== Material supplied

use cpacsgen_tables::Tables;
use cpacsgen_typesystem::{Cardinality, Class, TypeSystem};

/// Header/implementation include lists for one class, in the fixed order
/// the original generator's `resolveIncludes` produces them.
#[derive(Debug, Default)]
pub struct Includes {
    pub hpp_includes: Vec<String>,
    pub hpp_forwards: Vec<String>,
    pub hpp_custom_forwards: Vec<String>,
    pub cpp_includes: Vec<String>,
}

/// Order: handle header, `<string>`, then conditionally `<vector>` +
/// `<memory>` and the `Optional` wrapper header, then the export-macro
/// header, then the base-class include, then per-field includes/forward
/// declarations, then parent-pointer forward declarations (plus
/// `<cassert>` in the impl file), then the fixed trailing impl-only
/// includes.
pub fn resolve_includes(class: &Class, types: &TypeSystem, tables: &Tables) -> Includes {
    let mut includes = Includes::default();

    includes.hpp_includes.push("<CpacsDocument.h>".to_string());
    includes.hpp_includes.push("<string>".to_string());

    let has_vector = class.fields.iter().any(|f| f.cardinality == Cardinality::Vector);
    let has_optional = class.fields.iter().any(|f| f.cardinality == Cardinality::Optional);
    if has_vector {
        includes.hpp_includes.push("<vector>".to_string());
        includes.hpp_includes.push("<memory>".to_string());
    }
    if has_optional {
        includes.hpp_includes.push("\"Optional.hpp\"".to_string());
    }

    includes.hpp_includes.push("\"cpacsgen_export.h\"".to_string());

    if let Some(base) = &class.base {
        if types.classes.contains_key(base) {
            includes.hpp_includes.push(format!("\"{base}.h\""));
        }
    }

    for field in &class.fields {
        let is_enum = types.enums.contains_key(&field.type_name);
        let is_class = types.classes.contains_key(&field.type_name);
        if !is_enum && !is_class {
            continue;
        }

        match tables.custom_types.find(&field.type_name) {
            None => match field.cardinality {
                Cardinality::Optional | Cardinality::Mandatory => {
                    includes.hpp_includes.push(format!("\"{}.h\"", field.type_name));
                }
                Cardinality::Vector => {
                    includes.hpp_forwards.push(field.type_name.clone());
                    includes.cpp_includes.push(format!("\"{}.h\"", field.type_name));
                }
            },
            Some(custom) => match field.cardinality {
                Cardinality::Optional | Cardinality::Mandatory => {
                    includes.hpp_includes.push(format!("<{custom}.h>"));
                }
                Cardinality::Vector => {
                    includes.hpp_custom_forwards.push(custom.to_string());
                    includes.cpp_includes.push(format!("<{custom}.h>"));
                }
            },
        }
    }

    if tables.parent_pointers.contains(&class.name) {
        includes.cpp_includes.push("<cassert>".to_string());
        for parent in &class.dependencies.parent_classes {
            match tables.custom_types.find(parent) {
                Some(custom) => includes.hpp_custom_forwards.push(custom.to_string()),
                None => includes.hpp_forwards.push(parent.clone()),
            }
        }
    }

    includes.cpp_includes.push("\"IOHelper.h\"".to_string());
    includes.cpp_includes.push("\"CpacsLogging.h\"".to_string());
    includes.cpp_includes.push(format!("\"{}.h\"", class.name));

    includes
}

====

The task:
Where a line of the data above includes "memory", copy that line.

Solution to this problem:
/// `<memory>` and the `Optional` wrapper header, then the export-macro
        includes.hpp_includes.push("<memory>".to_string());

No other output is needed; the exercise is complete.